Wenn er zurückkommt, will er einen Monat nicht arbeiten und mit seiner Familie ans Meer fahren. Doch dann muss er sich eine neue Arbeit suchen - und zum Arzt. “Seitdem ich hier bin, habe ich Herzprobleme.” Pipia klagt über Herzrasen und hohen Blutdruck. “Wahrscheinlich ist es der Stress, hier zu leben ist nicht schön.”

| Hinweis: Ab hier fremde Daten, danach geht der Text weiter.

/// Easing curves.
pub mod ease;
/// Named entrance animations.
pub mod entrance;
/// Clamped interpolation and frame windows.
pub mod interp;
/// Periodic signals.
pub mod periodic;
/// Spring and eased timing.
pub mod timing;
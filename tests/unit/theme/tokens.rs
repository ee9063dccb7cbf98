use super::*;

#[test]
fn default_theme_is_valid() {
    let t = Theme::default();
    t.validate().unwrap();
    assert_eq!(t.timing.transition_frames, 15);
    assert_eq!(t.timing.stagger_frames, 8);
    assert_eq!(t.fonts.code, "JetBrains Mono");
    assert_eq!(t.font_sizes.xxl, 80.0);
}

#[test]
fn theme_json_overrides_selected_fields() {
    let t = Theme::from_json_str(
        r##"{"fonts": {"heading": "Roboto"}, "palette": {"bg": [0, 0, 0]}}"##,
    )
    .unwrap();
    assert_eq!(t.fonts.heading, "Roboto");
    assert_eq!(t.fonts.body, "Inter");
    assert_eq!(t.palette.bg.to_hex(), "#000000ff");
}

#[test]
fn invalid_theme_is_rejected() {
    let err = Theme::from_json_str(r#"{"fonts": {"code": "  "}}"#).unwrap_err();
    assert!(err.to_string().starts_with("validation error:"));

    let err = Theme::from_json_str(r#"{"timing": {"snappy": {"damping": -1}}}"#).unwrap_err();
    assert!(matches!(err, ExplainerError::Animation(_)));

    assert!(Theme::from_json_str("{not json").is_err());
}

#[test]
fn theme_round_trips_through_json() {
    let t = Theme::default();
    let s = serde_json::to_string(&t).unwrap();
    assert_eq!(Theme::from_json_str(&s).unwrap(), t);
}
//! Whole-composition evaluation: resolving global frames, layering overlays and
//! rendering frame ranges.

/// Stable frame fingerprints.
pub mod fingerprint;
/// Validated timelines and range rendering.
pub mod timeline;

pub use fingerprint::{FrameFingerprint, fingerprint_frame};
pub use timeline::{RenderThreading, ResolvedFrame, Timeline};
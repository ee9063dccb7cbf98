use super::*;

const ALL: [Ease; 11] = [
    Ease::Linear,
    Ease::InQuad,
    Ease::OutQuad,
    Ease::InOutQuad,
    Ease::InCubic,
    Ease::OutCubic,
    Ease::InOutCubic,
    Ease::Smooth,
    Ease::Snappy,
    Ease::Overshoot,
    Ease::Elastic,
];

#[test]
fn every_ease_hits_both_endpoints() {
    for e in ALL {
        assert!(e.apply(0.0).abs() < 1e-9, "{e:?} at 0");
        assert!((e.apply(1.0) - 1.0).abs() < 1e-9, "{e:?} at 1");
    }
}

#[test]
fn inputs_outside_unit_range_are_clamped() {
    for e in ALL {
        assert_eq!(e.apply(-3.0), e.apply(0.0));
        assert_eq!(e.apply(4.0), e.apply(1.0));
        assert!(e.apply(f64::NAN).is_finite());
    }
}

#[test]
fn bezier_presets_are_monotonic_where_expected() {
    for e in [Ease::Smooth, Ease::Snappy] {
        let mut prev = 0.0;
        for i in 0..=100 {
            let v = e.apply(f64::from(i) / 100.0);
            assert!(v + 1e-6 >= prev, "{e:?} not monotonic at {i}");
            prev = v;
        }
    }
}

#[test]
fn overshoot_exceeds_one_midway() {
    let peak = (0..=100)
        .map(|i| Ease::Overshoot.apply(f64::from(i) / 100.0))
        .fold(0.0f64, f64::max);
    assert!(peak > 1.0);
}

#[test]
fn cubic_bezier_linear_control_points_are_identity() {
    for i in 0..=10 {
        let x = f64::from(i) / 10.0;
        assert!((cubic_bezier(1.0 / 3.0, 1.0 / 3.0, 2.0 / 3.0, 2.0 / 3.0, x) - x).abs() < 1e-5);
    }
}

#[test]
fn serde_uses_snake_case_names() {
    let s = serde_json::to_string(&Ease::InOutCubic).unwrap();
    assert_eq!(s, "\"in_out_cubic\"");
    let e: Ease = serde_json::from_str("\"smooth\"").unwrap();
    assert_eq!(e, Ease::Smooth);
}
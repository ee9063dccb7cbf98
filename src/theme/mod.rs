/// Accent slots and the color table.
pub mod palette;
/// Fonts, scales, timing defaults and the [`tokens::Theme`] value.
pub mod tokens;

pub use palette::{Accent, Palette};
pub use tokens::{Fonts, Radius, Scale, Theme, TimingDefaults};
use crate::foundation::core::{Canvas, Fps};
use crate::foundation::error::{ExplainerError, ExplainerResult};
use crate::scene::overlays::{ParticleField, Watermark};
use crate::theme::Accent;
use crate::timeline::model::{Composition, Overlays, SceneSpec, Section, Sequence, TransitionSpec};

/// Builder for [`Sequence`] values.
///
/// Scenes are appended in play order. Between two scenes the pending transition set by
/// [`SequenceBuilder::transition`] is used, or the default transition when none is
/// pending.
pub struct SequenceBuilder {
    scenes: Vec<SceneSpec>,
    transitions: Vec<TransitionSpec>,
    default_transition: TransitionSpec,
    pending: Option<TransitionSpec>,
    error: Option<ExplainerError>,
}

impl Default for SequenceBuilder {
    fn default() -> Self {
        Self::new()
    }
}

impl SequenceBuilder {
    /// Empty sequence joining scenes with 15-frame fades.
    pub fn new() -> Self {
        Self {
            scenes: Vec::new(),
            transitions: Vec::new(),
            default_transition: TransitionSpec::fade(15),
            pending: None,
            error: None,
        }
    }

    /// Transition used when none is pending.
    pub fn default_transition(mut self, transition: TransitionSpec) -> Self {
        self.default_transition = transition;
        self
    }

    /// Transition between the last scene and the next one.
    pub fn transition(mut self, transition: TransitionSpec) -> Self {
        if self.scenes.is_empty() {
            self.error.get_or_insert_with(|| {
                ExplainerError::validation("transition declared before the first scene")
            });
        } else if self.pending.replace(transition).is_some() {
            self.error.get_or_insert_with(|| {
                ExplainerError::validation(format!(
                    "two transitions declared after scene {}",
                    self.scenes.len() - 1
                ))
            });
        }
        self
    }

    /// Append a scene.
    pub fn scene(mut self, scene: SceneSpec) -> Self {
        if !self.scenes.is_empty() {
            let t = self.pending.take().unwrap_or(self.default_transition);
            self.transitions.push(t);
        }
        self.scenes.push(scene);
        self
    }

    /// Build and validate the sequence.
    pub fn build(self) -> ExplainerResult<Sequence> {
        if let Some(err) = self.error {
            return Err(err);
        }
        if self.pending.is_some() {
            return Err(ExplainerError::validation(
                "transition declared after the last scene",
            ));
        }
        let seq = Sequence {
            scenes: self.scenes,
            transitions: self.transitions,
        };
        seq.validate()?;
        Ok(seq)
    }
}

/// Builder for [`Section`] values.
pub struct SectionBuilder {
    title: String,
    accent: Accent,
    sequence: SequenceBuilder,
}

impl SectionBuilder {
    /// Section titled `title`.
    pub fn new(title: impl Into<String>) -> Self {
        Self {
            title: title.into(),
            accent: Accent::default(),
            sequence: SequenceBuilder::new(),
        }
    }

    /// Progress bar color for this section.
    pub fn accent(mut self, accent: Accent) -> Self {
        self.accent = accent;
        self
    }

    /// See [`SequenceBuilder::default_transition`].
    pub fn default_transition(mut self, transition: TransitionSpec) -> Self {
        self.sequence = self.sequence.default_transition(transition);
        self
    }

    /// See [`SequenceBuilder::transition`].
    pub fn transition(mut self, transition: TransitionSpec) -> Self {
        self.sequence = self.sequence.transition(transition);
        self
    }

    /// See [`SequenceBuilder::scene`].
    pub fn scene(mut self, scene: SceneSpec) -> Self {
        self.sequence = self.sequence.scene(scene);
        self
    }

    /// Build and validate the section.
    pub fn build(self) -> ExplainerResult<Section> {
        let section = Section {
            title: self.title,
            accent: self.accent,
            sequence: self.sequence.build()?,
        };
        section.validate()?;
        Ok(section)
    }
}

/// Builder for [`Composition`] values.
pub struct CompositionBuilder {
    id: String,
    fps: Fps,
    canvas: Canvas,
    sections: Vec<Section>,
    declared_frames: Option<u64>,
    overlays: Overlays,
}

impl CompositionBuilder {
    /// Composition registered as `id`.
    pub fn new(id: impl Into<String>, fps: Fps, canvas: Canvas) -> Self {
        Self {
            id: id.into(),
            fps,
            canvas,
            sections: Vec::new(),
            declared_frames: None,
            overlays: Overlays::default(),
        }
    }

    /// Append a section.
    pub fn section(mut self, section: Section) -> Self {
        self.sections.push(section);
        self
    }

    /// Expected total; [`CompositionBuilder::build`] fails if the timeline disagrees.
    pub fn declared_frames(mut self, frames: u64) -> Self {
        self.declared_frames = Some(frames);
        self
    }

    /// Toggle the background gradient.
    pub fn background(mut self, on: bool) -> Self {
        self.overlays.background = on;
        self
    }

    /// Draw drifting particles.
    pub fn particles(mut self, field: ParticleField) -> Self {
        self.overlays.particles = Some(field);
        self
    }

    /// Toggle the section progress bar.
    pub fn progress_bar(mut self, on: bool) -> Self {
        self.overlays.progress_bar = on;
        self
    }

    /// Draw a corner watermark.
    pub fn watermark(mut self, watermark: Watermark) -> Self {
        self.overlays.watermark = Some(watermark);
        self
    }

    /// Build and validate final [`Composition`].
    pub fn build(self) -> ExplainerResult<Composition> {
        let comp = Composition {
            id: self.id,
            fps: self.fps,
            canvas: self.canvas,
            sections: self.sections,
            declared_frames: self.declared_frames,
            overlays: self.overlays,
        };
        comp.validate()?;
        Ok(comp)
    }
}

#[cfg(test)]
#[path = "../../tests/unit/timeline/dsl.rs"]
mod tests;
use super::*;

#[test]
fn canonical_names_round_trip_through_display() {
    for kind in [
        TransitionKind::Fade,
        TransitionKind::ClockWipe,
        TransitionKind::Slide { from: Edge::Bottom },
        TransitionKind::Wipe { from: Edge::Left },
    ] {
        assert_eq!(parse_transition_kind(&kind.to_string()).unwrap(), kind);
    }
}

#[test]
fn shorthands_follow_the_incoming_edge() {
    assert_eq!(
        parse_transition_kind("slide_up").unwrap(),
        TransitionKind::Slide { from: Edge::Bottom }
    );
    assert_eq!(
        parse_transition_kind("slide").unwrap(),
        TransitionKind::Slide { from: Edge::Right }
    );
    assert_eq!(
        parse_transition_kind("wipe_right").unwrap(),
        TransitionKind::Wipe { from: Edge::Left }
    );
    assert_eq!(
        parse_transition_kind("wipe-ltr").unwrap(),
        TransitionKind::Wipe { from: Edge::Left }
    );
}

#[test]
fn parsing_ignores_case_and_separators() {
    assert_eq!(parse_transition_kind(" Cross Fade ").unwrap(), TransitionKind::Fade);
    assert_eq!(parse_transition_kind("Clock-Wipe").unwrap(), TransitionKind::ClockWipe);
    assert_eq!(
        parse_transition_kind("slide-from-top").unwrap(),
        TransitionKind::Slide { from: Edge::Top }
    );
}

#[test]
fn unknown_or_empty_names_are_rejected() {
    assert!(parse_transition_kind("").is_err());
    assert!(parse_transition_kind("   ").is_err());
    let err = parse_transition_kind("zoom").unwrap_err();
    assert!(err.to_string().contains("unknown transition kind 'zoom'"));
    assert!(parse_transition_kind("slide_from_middle").is_err());
}

#[test]
fn serde_uses_the_string_form() {
    let s = serde_json::to_string(&TransitionKind::Slide { from: Edge::Left }).unwrap();
    assert_eq!(s, "\"slide_from_left\"");
    let k: TransitionKind = serde_json::from_str("\"clockwipe\"").unwrap();
    assert_eq!(k, TransitionKind::ClockWipe);
    assert!(serde_json::from_str::<TransitionKind>("\"spin\"").is_err());
}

Die Ärzte, die ihn auf der Raststätte versorgten, gaben ihm zwar Medikamente, doch geholfen haben diese nicht. „Ich möchte mich bei allen Menschen bedanken, die jeden Tag zu uns gekommen sind, die uns Essen gebracht haben, Geld und uns geholfen haben. Ich finde dafür keine Worte“, sagt Pipia. „Wir werden diesen Kampf beenden“, sagt Pipia und lacht. „Und dann werden wir fliegen wie Vögel.“

Mit dem Protest in Gräfenhausen bekamen die von prekären Arbeits- und Vertragsbedingungen betroffenen Fahrer plötzlich ein Gesicht. Denn ein Einzelfall sind sie nicht. „Das ist nur die Spitze des Eisbergs“, betont Anna Weirich vom Beratungsnetzwerk Faire Mobilität, das die Fahrer wochenlang unterstützt hat, zusammen mit Gewerkschaftern.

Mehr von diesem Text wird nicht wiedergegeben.